Bonding processes by any method and for any purpose permit the utilization of these engineered materials in combination with transformative design concepts. Appropriate surface preparation is the essential first step to provide consistent and reliable adhesive or cohesive bond strength.
Appropriate surface preparation is the essential first step to provide consistent and reliable adhesive or cohesive bond strength. Major bonding elements comprise substrate, adhesive, bondline surface area and (for adhesive joining) joint design. These factors must be optimized as needed for a particular bonding application to obtain maximum adhesion (or cohesion) between the bonding elements. Bonding factors relate to several functional aspects of the bonding interface or bond line and include the following:
- Maximizing mechanical interlocking: Increasing the surface roughness increases “lock and key” physical anchoring between the adhesive and surface. A microscopically rough surface increases the area of physical contact and enhances wettability through capillary flow.
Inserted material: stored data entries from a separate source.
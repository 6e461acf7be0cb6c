use anyhow::{Context, Result};
use clap::Parser;
use round_snake::game::GameConfig;
use round_snake::modes::HumanMode;
use round_snake::storage::FileScoreStore;
use std::fs::File;
use std::path::{Path, PathBuf};
use std::sync::Mutex;
use tracing_subscriber::EnvFilter;

#[derive(Parser)]
#[command(name = "round_snake")]
#[command(version, about = "Snake on a round board")]
struct Cli {
    /// JSON game configuration; flags below override it
    #[arg(long)]
    config: Option<PathBuf>,

    /// Board radius in cells
    #[arg(long)]
    radius: Option<i32>,

    /// Starting snake length
    #[arg(long)]
    initial_length: Option<usize>,

    /// Milliseconds between snake steps
    #[arg(long)]
    refresh_ms: Option<u32>,

    /// Seed for food placement
    #[arg(long)]
    seed: Option<u64>,

    /// Where the high score is kept
    #[arg(long, default_value = "highscore.txt")]
    highscore_file: PathBuf,

    /// Set the stored high score to 0 and exit
    #[arg(long)]
    reset_highscore: bool,

    /// Write logs to this file (filtered by RUST_LOG, default "info")
    #[arg(long)]
    log_file: Option<PathBuf>,
}

impl Cli {
    fn game_config(&self) -> Result<GameConfig> {
        let mut config = match &self.config {
            Some(path) => GameConfig::load(path)?,
            None => GameConfig::default(),
        };

        if let Some(radius) = self.radius {
            config.border_radius = radius;
        }
        if let Some(length) = self.initial_length {
            config.initial_length = length;
        }
        if let Some(refresh_ms) = self.refresh_ms {
            config.refresh_interval_ms = refresh_ms;
        }
        if self.seed.is_some() {
            config.seed = self.seed;
        }

        config.validate()?;
        Ok(config)
    }
}

/// The terminal belongs to the game, so logs only go to a file.
fn init_logging(path: &Path) -> Result<()> {
    let file =
        File::create(path).with_context(|| format!("Failed to create log file {:?}", path))?;
    let filter = EnvFilter::try_from_default_env().unwrap_or_else(|_| EnvFilter::new("info"));

    tracing_subscriber::fmt()
        .with_env_filter(filter)
        .with_writer(Mutex::new(file))
        .with_ansi(false)
        .init();
    Ok(())
}

#[tokio::main]
async fn main() -> Result<()> {
    let cli = Cli::parse();

    if let Some(path) = &cli.log_file {
        init_logging(path)?;
    }

    if cli.reset_highscore {
        FileScoreStore::new(&cli.highscore_file)
            .reset()
            .context("Failed to reset high score")?;
        println!("High score in {:?} reset to 0", cli.highscore_file);
        return Ok(());
    }

    let config = cli.game_config()?;
    tracing::info!(?config, "starting");

    let mut human_mode = HumanMode::new(config, cli.highscore_file);
    human_mode.run().await?;

    Ok(())
}
//! Collaborators the game loop drives
//!
//! The engine only talks to the outside world through these traits: a clock,
//! a joystick, and a round display addressed in lattice cells. High score
//! storage lives in [`crate::storage`].

pub mod clock;
#[cfg(test)]
pub(crate) mod testing;

pub use clock::{Clock, ManualClock, MonotonicClock};

use crate::game::{Input, Position};

/// Non-blocking source of joystick readings
pub trait InputSource {
    /// Return what is held right now, or [`Input::None`]
    fn poll(&mut self) -> Input;
}

/// What a cell or a line of text represents; the display picks the colours.
#[derive(Debug, Clone, Copy, PartialEq, Eq, Hash)]
pub enum Tint {
    SnakeHead,
    SnakeBody,
    Food,
    Alert,
    Text,
}

/// A centred line of text on the given row
#[derive(Debug, Clone, PartialEq, Eq)]
pub struct TextLine {
    pub row: u8,
    pub text: String,
    pub tint: Tint,
}

impl TextLine {
    pub fn new(row: u8, text: impl Into<String>, tint: Tint) -> Self {
        Self {
            row,
            text: text.into(),
            tint,
        }
    }
}

/// A display addressed in lattice cells.
///
/// Translating cells to pixels (or terminal columns) is the implementor's job.
pub trait Renderer {
    /// Blank the whole screen
    fn clear(&mut self);

    fn draw_cell(&mut self, position: Position, tint: Tint);

    fn clear_cell(&mut self, position: Position);

    fn draw_text(&mut self, lines: &[TextLine]);

    /// Push pending drawing to the device
    fn present(&mut self) -> anyhow::Result<()> {
        Ok(())
    }
}
impl<C, I, R, S> GameEngine<C, I, R, S>
where
    C: Clock,
    I: InputSource,
    R: Renderer,
    S: ScoreStore,
{
    /// Create a new engine. The first game does not start until [`GameEngine::reset_game`].
    pub fn new(config: GameConfig, clock: C, input: I, renderer: R, scores: S) -> Result<Self> {
        config.validate()?;
        let rng = match config.seed {
            Some(seed) => StdRng::seed_from_u64(seed),
            None => StdRng::from_entropy(),
        };
        let state = GameState::new(
            Snake::new(config.border_radius, config.initial_length),
            Food::new(config.border_radius),
            clock.now_ms(),
        );

        Ok(Self {
            config,
            state,
            clock,
            input,
            renderer,
            scores,
            rng,
        })
    }

    /// Start a new game: fresh snake, food, score and clock.
    pub fn reset_game(&mut self) -> Result<()> {
        self.renderer.clear();
        self.state = GameState::new(
            Snake::new(self.config.border_radius, self.config.initial_length),
            Food::new(self.config.border_radius),
            self.clock.now_ms(),
        );
        let placement = self.state.food.relocate(
            &self.state.snake,
            &mut self.rng,
            self.config.max_food_attempts,
        );

        let snake = &self.state.snake;
        self.renderer.draw_cell(snake.head(), Tint::SnakeHead);
        for cell in snake.body() {
            self.renderer.draw_cell(cell, Tint::SnakeBody);
        }

        if placement == Placement::BoardFull {
            // Nothing left to eat before the first step.
            self.finish_game(GameEnd::BoardCleared)?;
            return Ok(());
        }
        self.renderer.draw_cell(self.state.food.position(), Tint::Food);
        self.renderer.present()?;

        info!(
            radius = self.config.border_radius,
            food = ?self.state.food.position(),
            "new game"
        );
        Ok(())
    }

    /// Run one iteration of the loop
    pub fn poll(&mut self) -> Result<TickOutcome> {
        match self.state.phase {
            GamePhase::Running => self.poll_running(),
            GamePhase::GameOver => self.poll_game_over(),
        }
    }

    fn poll_running(&mut self) -> Result<TickOutcome> {
        let now = self.clock.now_ms();
        let mut outcome = TickOutcome::Idle;

        if self.clock.elapsed_ms(now, self.state.last_step_ms) >= self.config.refresh_interval_ms {
            self.state.last_step_ms = now;
            let info = self.advance()?;

            if let Some(end) = info.end {
                return Ok(TickOutcome::GameOver(self.finish_game(end)?));
            }
            outcome = TickOutcome::Stepped(info);
        }

        if let Input::Move(direction) = self.input.poll() {
            self.state.snake.set_direction(direction);
        }

        Ok(outcome)
    }

    fn poll_game_over(&mut self) -> Result<TickOutcome> {
        if self.input.poll() == Input::Confirm {
            self.reset_game()?;
            return Ok(TickOutcome::Restarted);
        }
        Ok(TickOutcome::Waiting)
    }

    /// Step the snake, eat, draw, then check for the end of the game.
    fn advance(&mut self) -> Result<StepInfo> {
        let state = &mut self.state;
        let vacated = state.snake.step();
        state.steps += 1;

        let mut ate_food = false;
        let mut board_full = false;
        if state.snake.head() == state.food.position() {
            ate_food = true;
            state.score += 1;
            state.snake.grow();
            board_full = state.food.relocate(
                &state.snake,
                &mut self.rng,
                self.config.max_food_attempts,
            ) == Placement::BoardFull;
        }

        if let Some(cell) = vacated {
            self.renderer.clear_cell(cell);
        }
        let prev = state.snake.prev_head();
        if state.snake.body().any(|pos| pos == prev) {
            self.renderer.draw_cell(prev, Tint::SnakeBody);
        }
        self.renderer.draw_cell(state.snake.head(), Tint::SnakeHead);
        if !board_full {
            self.renderer.draw_cell(state.food.position(), Tint::Food);
        }
        self.renderer.present()?;

        let end = if state.snake.is_overlapping() {
            Some(GameEnd::Collision)
        } else if board_full {
            Some(GameEnd::BoardCleared)
        } else {
            None
        };

        Ok(StepInfo { ate_food, end })
    }

    fn finish_game(&mut self, end: GameEnd) -> Result<GameOverReport> {
        self.state.phase = GamePhase::GameOver;
        let high_score = submit_score(&mut self.scores, self.state.score);

        let headline = match end {
            GameEnd::Collision => "GAME OVER",
            GameEnd::BoardCleared => "YOU WIN",
        };
        self.renderer.draw_text(&[
            TextLine::new(0, headline, Tint::Alert),
            TextLine::new(1, "Score:", Tint::Text),
            TextLine::new(2, high_score.score.to_string(), Tint::Text),
            TextLine::new(3, "High Score:", Tint::Text),
            TextLine::new(4, high_score.previous_best.to_string(), Tint::Text),
        ]);
        self.renderer.present()?;

        let report = GameOverReport {
            end,
            length: self.state.snake.length(),
            high_score,
        };
        info!(
            score = high_score.score,
            best = high_score.previous_best,
            new_record = high_score.new_record,
            steps = self.state.steps,
            ?end,
            "game over"
        );
        Ok(report)
    }

    pub fn state(&self) -> &GameState {
        &self.state
    }

    pub fn clock(&self) -> &C {
        &self.clock
    }

    pub fn input_mut(&mut self) -> &mut I {
        &mut self.input
    }

    pub fn renderer(&self) -> &R {
        &self.renderer
    }

    pub fn renderer_mut(&mut self) -> &mut R {
        &mut self.renderer
    }

    pub fn scores(&self) -> &S {
        &self.scores
    }
}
- Matching cohesion energy: The degree of cohesion energy match of the adhesive with the surface should be optimized to create a highly wettable bonding interface. Establishment of such an interface decreases stress in the bondline because continuity exists between the various surfaces – substrate and adhesive.
- Increasing surface absorption and reactivity: Surfaces should have sites that are polar or contain reactive chemistries with which the adhesive reacts to form, for example, acid-base pairs. Examples of reactive sites include surfaces containing hydroxyl, carbonyl, carboxylic acid and other functional groups which serve as chemical anchors.
Conventional surface treatment options for joining substrates pose different constraints in terms cost of ownership, environmental compliance, and performance. CO2 Composite Spray™ and Centrifugal CO2™ processing technologies provide an effective, eco-friendly and robust platform for preparing many types of substrate surfaces for numerous medical, aerospace, automobile, ophthalmic and microelectronic bonding applications.